Now therefore, kill every male among the little ones, and kill every woman who has known man by lying with him.
Numbers 31:17
That’s a pretty tough verse, isn’t it?
Married women. Widows. Little boys.
When I read that verse, I think of somebody like me. Or, somebody like my ten year old. It’s hard for me to put myself in a Midianite woman’s sandals and imagine the Israelites coming for my son. My son, who’s basically a good kid, and certainly hasn’t done anything worthy of an army coming after him to execute him.
Do you ever follow criminal trials in the news? With 24-hour news channels and courtroom TV channels, we’ve probably all watched for the verdicts of a few. Have you ever been surprised by a jury’s verdict or a judge’s sentence? Maybe you were certain the defendant was guilty, but the jury acquitted him. Or, you figured a life sentence was a sure thing but only a few years were handed down.
It’s easy to lambaste a judge or jury for making what we consider to be the wrong decision. But, think about it: that judge and jury sat through hours of testimony, legal arguments, instruction on the law, and presentation of evidence. They know much more about the case and all the players in it than we do. They know things we don’t know. And those things we’re ignorant about are likely the very things that led them to make a different decision than we, with our limited knowledge of the case, would have made.
What if your spouse, parent, or best friend had been a juror in one of those cases in which you were appalled at the verdict, and he had voted opposite the way you thought he should have? What if he told you, “Look, I’ve been told not to discuss the case, but, trust me, this was the right decision.”? Would you trust him?
It’s the same way with God.
We come to passages like this one, and our first reaction is righteous indignation. How could God make a decision like this? It seems so unjust. An arbitrary, capricious, and callous verdict. It’s easy to throw stones thousands of years later.
But, if God is God, He is, by definition, absolutely perfect in justice, perfect in love, perfect in mercy, perfect in patience, perfect in wisdom, and perfect in His knowledge of every detail of every situation on earth, ever, including people’s thoughts and intentions. He never makes a wrong decision. If He were lacking one iota in any of these areas, He would cease to be God, and there would be no reason to trust Him.
But He isn’t. So we can.
We generally trust human judges and juries to carry out justice in the cases they’re assigned, despite the fact that we know of cases of judges who have been bribed, juries that have been tampered with, defendants who have been framed, and jurors who vote guilty based on race, sex, status, or some other irrelevant condition.
But God doesn’t fall into any of those categories. He is the perfect Judge, able to mete out perfect justice, because He’s also the perfect eyewitness. He knew everything about the case of the Midianites because He saw each of them, and everything that was going on in the world around them, inside and out.
I can’t say that about my knowledge of this case. Can you?
God’s not discussing the case of the Midianites with us, but, “Trust Me,” He says, “This was the right decision.”

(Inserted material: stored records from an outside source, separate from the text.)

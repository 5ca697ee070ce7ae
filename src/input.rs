use crate::geometry::{screen_rect, OverlayOrigin, Zoom};
use crate::model::FieldId;
use crate::store::FieldStore;

/// What the pointer landed on when it went down on the overlay.
#[derive(Debug, Clone, PartialEq, Eq)]
pub enum PointerTarget {
    FieldBody(FieldId),
    ResizeHandle(FieldId),
    Empty,
}

/// Pointer-driven gesture state. Dragging keeps the pointer offset relative
/// to the field's screen top-left so the field does not jump under the
/// cursor.
#[derive(Debug, Clone, PartialEq)]
pub enum Gesture {
    Idle,
    Dragging { field: FieldId, offset: (f32, f32) },
    Resizing { field: FieldId },
}

impl Gesture {
    pub fn is_idle(&self) -> bool {
        matches!(self, Self::Idle)
    }
}

impl Default for Gesture {
    fn default() -> Self {
        Self::Idle
    }
}

#[derive(Debug, Clone, Default, PartialEq)]
pub struct InteractionController {
    gesture: Gesture,
}

impl InteractionController {
    pub fn new() -> Self {
        Self::default()
    }

    pub fn gesture(&self) -> &Gesture {
        &self.gesture
    }

    /// Field currently being dragged or resized, if any. Remote updates to
    /// this field are dropped until the gesture completes.
    pub fn active_field(&self) -> Option<&FieldId> {
        match self.gesture() {
            Gesture::Dragging { field, .. } | Gesture::Resizing { field } => Some(field),
            Gesture::Idle => None,
        }
    }

    /// pointerdown: body starts a drag, handle starts a resize, empty space
    /// clears the selection. Both gestures select the target field.
    pub fn pointer_down(
        &mut self,
        store: &mut FieldStore,
        target: PointerTarget,
        pointer: (f32, f32),
        zoom: Zoom,
        origin: OverlayOrigin,
    ) {
        match target {
            PointerTarget::FieldBody(id) => {
                let Some(field) = store.get(&id) else {
                    return;
                };
                let rect = screen_rect(&field.position, zoom, origin);
                let offset = (pointer.0 - rect.left, pointer.1 - rect.top);
                store.select(&id);
                self.gesture = Gesture::Dragging { field: id, offset };
            }
            PointerTarget::ResizeHandle(id) => {
                if store.select(&id) {
                    self.gesture = Gesture::Resizing { field: id };
                }
            }
            PointerTarget::Empty => {
                store.clear_selection();
            }
        }
    }

    /// pointermove: recompute unscaled geometry from the screen-space pointer.
    /// Returns true when a field's geometry changed, which obliges the caller
    /// to re-render every overlay sprite and refresh the properties form.
    pub fn pointer_move(
        &mut self,
        store: &mut FieldStore,
        pointer: (f32, f32),
        zoom: Zoom,
        origin: OverlayOrigin,
    ) -> bool {
        let scale = zoom.level();
        match self.gesture.clone() {
            Gesture::Idle => false,
            Gesture::Dragging { field, offset } => {
                let x = (pointer.0 - origin.x - offset.0) / scale;
                let y = (pointer.1 - origin.y - offset.1) / scale;
                let moved = store.move_field(&field, x, y);
                if !moved {
                    // Field vanished mid-gesture (e.g. removed remotely).
                    self.gesture = Gesture::Idle;
                }
                moved
            }
            Gesture::Resizing { field } => {
                let Some(position) = store.get(&field).map(|f| f.position) else {
                    self.gesture = Gesture::Idle;
                    return false;
                };
                let width = (pointer.0 - origin.x) / scale - position.x;
                let height = (pointer.1 - origin.y) / scale - position.y;
                store.resize_field(&field, width, height)
            }
        }
    }

    /// pointerup: back to idle. Returns the field whose geometry was being
    /// rewritten so the caller can propagate the final position once, rather
    /// than per-frame.
    pub fn pointer_up(&mut self) -> Option<FieldId> {
        match std::mem::take(&mut self.gesture) {
            Gesture::Dragging { field, .. } | Gesture::Resizing { field } => Some(field),
            Gesture::Idle => None,
        }
    }
}

#[derive(Debug, Clone, Copy, PartialEq, Eq, Default)]
pub struct KeyModifiers {
    pub ctrl: bool,
}

#[derive(Debug, Clone, Copy, PartialEq, Eq)]
pub enum KeyCode {
    S,
    Plus,
    Equals,
    Minus,
}

#[derive(Debug, Clone, Copy, PartialEq, Eq)]
pub struct KeyEvent {
    pub key: KeyCode,
    pub modifiers: KeyModifiers,
}

#[derive(Debug, Clone, Copy, PartialEq, Eq)]
pub enum EditorCommand {
    Save,
    ZoomIn,
    ZoomOut,
}

/// Keyboard shortcuts: Ctrl+S saves, Ctrl+'+'/'=' zooms in, Ctrl+'-' zooms
/// out. Everything else falls through to the focused widget.
pub fn shortcut_command(event: KeyEvent) -> Option<EditorCommand> {
    if !event.modifiers.ctrl {
        return None;
    }
    match event.key {
        KeyCode::S => Some(EditorCommand::Save),
        KeyCode::Plus | KeyCode::Equals => Some(EditorCommand::ZoomIn),
        KeyCode::Minus => Some(EditorCommand::ZoomOut),
    }
}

He’s got a pretty good track record of being right. I’m going to trust Him on this one since I don’t know all the details. How about you?
Two months in and no one ‘likes’ this. Are you surprised about that? I’m not. A deplorable defence (yes; I’m British; I can spell) of an equally deplorable verse. It beggars belief that you can write that and (presumably) look your children in the face. No wonder Richard Dawkins describes your God as ‘the most unpleasant character in all fiction’.
Given how God treated the Medianites, if I met God at a party, I’d first of all handcuff Him to a radiator and then pick up the phone to the War Crimes people in The Hague.
To borrow your own argument, evolutionary scientists know a lot more about evolution than you do, which is why all the respectable ones come to a different decision to you. Time you learnt something.